--- Input ---
use serde::{Deserialize, Serialize};

use crate::planner::constants::*;

/// A named meal occasion with its own calorie share and acceptable range.
#[derive(Debug, Clone, Copy, PartialEq, Eq, Hash, PartialOrd, Ord, Serialize, Deserialize)]
#[serde(rename_all = "lowercase")]
pub enum Slot {
    Breakfast,
    Lunch,
    Snack,
    Dinner,
}

impl Slot {
    pub const ALL: [Slot; 4] = [Slot::Breakfast, Slot::Lunch, Slot::Snack, Slot::Dinner];

    /// Parse a slot name (case-insensitive). Unknown names yield `None`.
    pub fn parse(name: &str) -> Option<Slot> {
        match name.trim().to_lowercase().as_str() {
            "breakfast" => Some(Slot::Breakfast),
            "lunch" => Some(Slot::Lunch),
            "snack" => Some(Slot::Snack),
            "dinner" => Some(Slot::Dinner),
            _ => None,
        }
    }

    pub fn name(self) -> &'static str {
        match self {
            Slot::Breakfast => "breakfast",
            Slot::Lunch => "lunch",
            Slot::Snack => "snack",
            Slot::Dinner => "dinner",
        }
    }

    /// Share of the daily target assigned to this slot.
    pub fn weight(self) -> f64 {
        match self {
            Slot::Breakfast => BREAKFAST_WEIGHT,
            Slot::Lunch => LUNCH_WEIGHT,
            Slot::Snack => SNACK_WEIGHT,
            Slot::Dinner => DINNER_WEIGHT,
        }
    }

    /// Acceptable meal calories (inclusive) for the calorie guardrail.
    pub fn kcal_range(self) -> (f64, f64) {
        match self {
            Slot::Breakfast => BREAKFAST_KCAL_RANGE,
            Slot::Lunch => LUNCH_KCAL_RANGE,
            Slot::Snack => SNACK_KCAL_RANGE,
            Slot::Dinner => DINNER_KCAL_RANGE,
        }
    }

    pub fn accepts_kcal(self, kcal: f64) -> bool {
        let (lo, hi) = self.kcal_range();
        kcal >= lo && kcal <= hi
    }

    /// Lunch and dinner must carry a protein-bearing item.
    pub fn requires_protein(self) -> bool {
        matches!(self, Slot::Lunch | Slot::Dinner)
    }

    /// Slot sequence for a day with `meal_count` meals.
    ///
    /// Four meals map to the canonical breakfast/lunch/snack/dinner day. Larger
    /// counts add snacks before dinner.
    pub fn layout(meal_count: usize) -> Vec<Slot> {
        match meal_count {
            0 => Vec::new(),
            1 => vec![Slot::Lunch],
            2 => vec![Slot::Lunch, Slot::Dinner],
            3 => vec![Slot::Breakfast, Slot::Lunch, Slot::Dinner],
            4 => Slot::ALL.to_vec(),
            n => {
                let mut slots = vec![Slot::Breakfast, Slot::Snack, Slot::Lunch];
                slots.extend(std::iter::repeat_n(Slot::Snack, n - 4));
                slots.push(Slot::Dinner);
                slots
            }
        }
    }
}

impl std::fmt::Display for Slot {
    fn fmt(&self, f: &mut std::fmt::Formatter<'_>) -> std::fmt::Result {
        f.write_str(self.name())
    }
}

#[cfg(test)]
mod tests {
    use super::*;

    #[test]
    fn test_weights_sum_to_one() {
        let total: f64 = Slot::ALL.iter().map(|s| s.weight()).sum();
        assert!((total - 1.0).abs() < 1e-9);
    }

    #[test]
    fn test_layout_lengths() {
        for n in 0..=8 {
            assert_eq!(Slot::layout(n).len(), n);
        }
        assert_eq!(Slot::layout(4), Slot::ALL.to_vec());
        assert_eq!(*Slot::layout(6).last().unwrap(), Slot::Dinner);
    }

    #[test]
    fn test_parse() {
        assert_eq!(Slot::parse("Lunch"), Some(Slot::Lunch));
        assert_eq!(Slot::parse(" dinner "), Some(Slot::Dinner));
        assert_eq!(Slot::parse("brunch"), None);
    }

    #[test]
    fn test_lunch_range() {
        assert!(Slot::Lunch.accepts_kcal(500.0));
        assert!(Slot::Lunch.accepts_kcal(850.0));
        assert!(!Slot::Lunch.accepts_kcal(499.0));
        assert!(!Slot::Snack.requires_protein());
    }
}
---
Write the records again exactly as they stand.

use serde::{Deserialize, Serialize};

use crate::planner::constants::*;

/// A named meal occasion with its own calorie share and acceptable range.
#[derive(Debug, Clone, Copy, PartialEq, Eq, Hash, PartialOrd, Ord, Serialize, Deserialize)]
#[serde(rename_all = "lowercase")]
pub enum Slot {
    Breakfast,
    Lunch,
    Snack,
    Dinner,
}

impl Slot {
    pub const ALL: [Slot; 4] = [Slot::Breakfast, Slot::Lunch, Slot::Snack, Slot::Dinner];

    /// Parse a slot name (case-insensitive). Unknown names yield `None`.
    pub fn parse(name: &str) -> Option<Slot> {
        match name.trim().to_lowercase().as_str() {
            "breakfast" => Some(Slot::Breakfast),
            "lunch" => Some(Slot::Lunch),
            "snack" => Some(Slot::Snack),
            "dinner" => Some(Slot::Dinner),
            _ => None,
        }
    }

    pub fn name(self) -> &'static str {
        match self {
            Slot::Breakfast => "breakfast",
            Slot::Lunch => "lunch",
            Slot::Snack => "snack",
            Slot::Dinner => "dinner",
        }
    }

    /// Share of the daily target assigned to this slot.
    pub fn weight(self) -> f64 {
        match self {
            Slot::Breakfast => BREAKFAST_WEIGHT,
            Slot::Lunch => LUNCH_WEIGHT,
            Slot::Snack => SNACK_WEIGHT,
            Slot::Dinner => DINNER_WEIGHT,
        }
    }

    /// Acceptable meal calories (inclusive) for the calorie guardrail.
    pub fn kcal_range(self) -> (f64, f64) {
        match self {
            Slot::Breakfast => BREAKFAST_KCAL_RANGE,
            Slot::Lunch => LUNCH_KCAL_RANGE,
            Slot::Snack => SNACK_KCAL_RANGE,
            Slot::Dinner => DINNER_KCAL_RANGE,
        }
    }

    pub fn accepts_kcal(self, kcal: f64) -> bool {
        let (lo, hi) = self.kcal_range();
        kcal >= lo && kcal <= hi
    }

    /// Lunch and dinner must carry a protein-bearing item.
    pub fn requires_protein(self) -> bool {
        matches!(self, Slot::Lunch | Slot::Dinner)
    }

    /// Slot sequence for a day with `meal_count` meals.
    ///
    /// Four meals map to the canonical breakfast/lunch/snack/dinner day. Larger
    /// counts add snacks before dinner.
    pub fn layout(meal_count: usize) -> Vec<Slot> {
        match meal_count {
            0 => Vec::new(),
            1 => vec![Slot::Lunch],
            2 => vec![Slot::Lunch, Slot::Dinner],
            3 => vec![Slot::Breakfast, Slot::Lunch, Slot::Dinner],
            4 => Slot::ALL.to_vec(),
            n => {
                let mut slots = vec![Slot::Breakfast, Slot::Snack, Slot::Lunch];
                slots.extend(std::iter::repeat_n(Slot::Snack, n - 4));
                slots.push(Slot::Dinner);
                slots
            }
        }
    }
}

impl std::fmt::Display for Slot {
    fn fmt(&self, f: &mut std::fmt::Formatter<'_>) -> std::fmt::Result {
        f.write_str(self.name())
    }
}

#[cfg(test)]
mod tests {
    use super::*;

    #[test]
    fn test_weights_sum_to_one() {
        let total: f64 = Slot::ALL.iter().map(|s| s.weight()).sum();
        assert!((total - 1.0).abs() < 1e-9);
    }

    #[test]
    fn test_layout_lengths() {
        for n in 0..=8 {
            assert_eq!(Slot::layout(n).len(), n);
        }
        assert_eq!(Slot::layout(4), Slot::ALL.to_vec());
        assert_eq!(*Slot::layout(6).last().unwrap(), Slot::Dinner);
    }

    #[test]
    fn test_parse() {
        assert_eq!(Slot::parse("Lunch"), Some(Slot::Lunch));
        assert_eq!(Slot::parse(" dinner "), Some(Slot::Dinner));
        assert_eq!(Slot::parse("brunch"), None);
    }

    #[test]
    fn test_lunch_range() {
        assert!(Slot::Lunch.accepts_kcal(500.0));
        assert!(Slot::Lunch.accepts_kcal(850.0));
        assert!(!Slot::Lunch.accepts_kcal(499.0));
        assert!(!Slot::Snack.requires_protein());
    }
}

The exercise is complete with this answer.